_WHAT THIS TASK INVOLVES_
Scan the entries for lines with the word "crate" and copy those lines.

_MATERIAL PROVIDED_
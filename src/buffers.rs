//! Memory-mapped buffer pool for streaming I/O.
//!
//! Regions are owned by the pool and unmapped when dropped, so every exit
//! path, including a failed allocation, releases whatever was mapped.

use std::time::Duration;

use log::{debug, warn};

use crate::error::{CameraError, Result};
use crate::traits::{DequeuedBuffer, MappedRegion, VideoDevice};

/// Number of buffers requested when nothing else is configured.
pub const DEFAULT_BUFFER_COUNT: u32 = 20;

/// Fixed set of mapped driver buffers, addressed by index.
#[derive(Debug)]
pub struct BufferPool<R> {
    regions: Vec<R>,
    streaming: bool,
    held: Option<u32>,
    /// The held buffer could not be queued again and is retried first.
    requeue_pending: bool,
    /// The driver handed out an index outside the pool.
    desynced: bool,
}

impl<R: MappedRegion> BufferPool<R> {
    /// Request up to `capacity_hint` buffers and map every granted one.
    ///
    /// Either all granted buffers are mapped or none are: a failure at index
    /// `n` unmaps `0..n` and frees the driver allocation.
    pub fn allocate<D>(device: &mut D, capacity_hint: u32) -> Result<Self>
    where
        D: VideoDevice<Region = R>,
    {
        let granted = device
            .request_buffers(capacity_hint)
            .map_err(|err| CameraError::BufferAlloc(format!("requesting buffers: {err}")))?;
        if granted == 0 {
            return Err(CameraError::BufferAlloc(
                "driver granted no buffers".to_owned(),
            ));
        }
        if granted < capacity_hint {
            debug!("requested {capacity_hint} buffers, driver granted {granted}");
        }

        let mut regions = Vec::with_capacity(granted as usize);
        for index in 0..granted {
            match device.map_buffer(index) {
                Ok(region) => regions.push(region),
                Err(err) => {
                    drop(regions);
                    free_driver_buffers(device);
                    return Err(CameraError::BufferAlloc(format!(
                        "mapping buffer {index} of {granted}: {err}"
                    )));
                }
            }
        }

        debug!("mapped {granted} buffers");
        Ok(Self {
            regions,
            streaming: false,
            held: None,
            requeue_pending: false,
            desynced: false,
        })
    }

    /// Queue every buffer and start streaming.
    ///
    /// A failure part way leaves the driver queue in an unknown state;
    /// recovery is a full close and reopen.
    pub fn enqueue_all<D>(&mut self, device: &mut D) -> Result<()>
    where
        D: VideoDevice<Region = R>,
    {
        for index in 0..self.count() {
            device.queue_buffer(index)?;
        }
        device.stream_on()?;
        self.streaming = true;
        self.held = None;
        self.requeue_pending = false;
        Ok(())
    }

    /// Return a buffer whose requeue failed earlier.
    ///
    /// Fails if that requeue fails again, or if the driver once returned a
    /// buffer this pool does not own; only a reopen recovers from the latter.
    pub fn recover<D>(&mut self, device: &mut D) -> Result<()>
    where
        D: VideoDevice<Region = R>,
    {
        if self.desynced {
            return Err(CameraError::PoolState(
                "driver returned a buffer outside the pool".to_owned(),
            ));
        }
        if let (true, Some(index)) = (self.requeue_pending, self.held) {
            device.queue_buffer(index)?;
            debug!("buffer {index} returned to the driver on retry");
            self.held = None;
            self.requeue_pending = false;
        }
        Ok(())
    }

    /// Take the next filled buffer. At most one buffer may be held at a time.
    pub fn dequeue<D>(&mut self, device: &mut D, timeout: Option<Duration>) -> Result<DequeuedBuffer>
    where
        D: VideoDevice<Region = R>,
    {
        if !self.streaming {
            return Err(CameraError::PoolState("stream is not running".to_owned()));
        }
        self.recover(device)?;
        if let Some(index) = self.held {
            return Err(CameraError::PoolState(format!(
                "buffer {index} was never returned to the driver"
            )));
        }

        let buffer = device.dequeue_buffer(timeout)?;
        if buffer.index >= self.count() {
            self.desynced = true;
            return Err(CameraError::PoolState(format!(
                "driver returned buffer {} of a pool of {}",
                buffer.index,
                self.count()
            )));
        }
        self.held = Some(buffer.index);
        Ok(buffer)
    }

    /// Return the held buffer to the driver queue.
    pub fn requeue<D>(&mut self, device: &mut D, index: u32) -> Result<()>
    where
        D: VideoDevice<Region = R>,
    {
        if self.held != Some(index) {
            return Err(CameraError::PoolState(format!("buffer {index} is not held")));
        }
        if let Err(err) = device.queue_buffer(index) {
            self.requeue_pending = true;
            return Err(err);
        }
        self.held = None;
        Ok(())
    }

    /// Mapped bytes of buffer `index`.
    pub fn region(&self, index: u32) -> Option<&[u8]> {
        self.regions.get(index as usize).map(MappedRegion::as_bytes)
    }

    /// Number of buffers in the pool.
    pub fn count(&self) -> u32 {
        u32::try_from(self.regions.len()).unwrap_or(u32::MAX)
    }

    /// Buffers currently owned by the driver queue.
    pub fn queued(&self) -> u32 {
        if !self.streaming {
            return 0;
        }
        self.count() - u32::from(self.held.is_some())
    }

    /// Index of the buffer held outside the driver queue, if any.
    pub const fn held(&self) -> Option<u32> {
        self.held
    }

    /// Stop streaming and unmap every buffer.
    ///
    /// Unmapping happens even when stream-off fails; that failure is still
    /// returned.
    pub fn release<D>(mut self, device: &mut D) -> Result<()>
    where
        D: VideoDevice<Region = R>,
    {
        let stopped = if self.streaming {
            device.stream_off()
        } else {
            Ok(())
        };
        self.streaming = false;

        let count = self.regions.len();
        self.regions.clear();
        free_driver_buffers(device);
        debug!("unmapped {count} buffers");

        stopped
    }
}

fn free_driver_buffers<D: VideoDevice>(device: &mut D) {
    if let Err(err) = device.request_buffers(0) {
        warn!("freeing driver buffers: {err}");
    }
}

_WRITTEN SOLUTION_
use crate::error::{CameraError, Result};
use crate::traits::{DequeuedBuffer, MappedRegion, VideoDevice};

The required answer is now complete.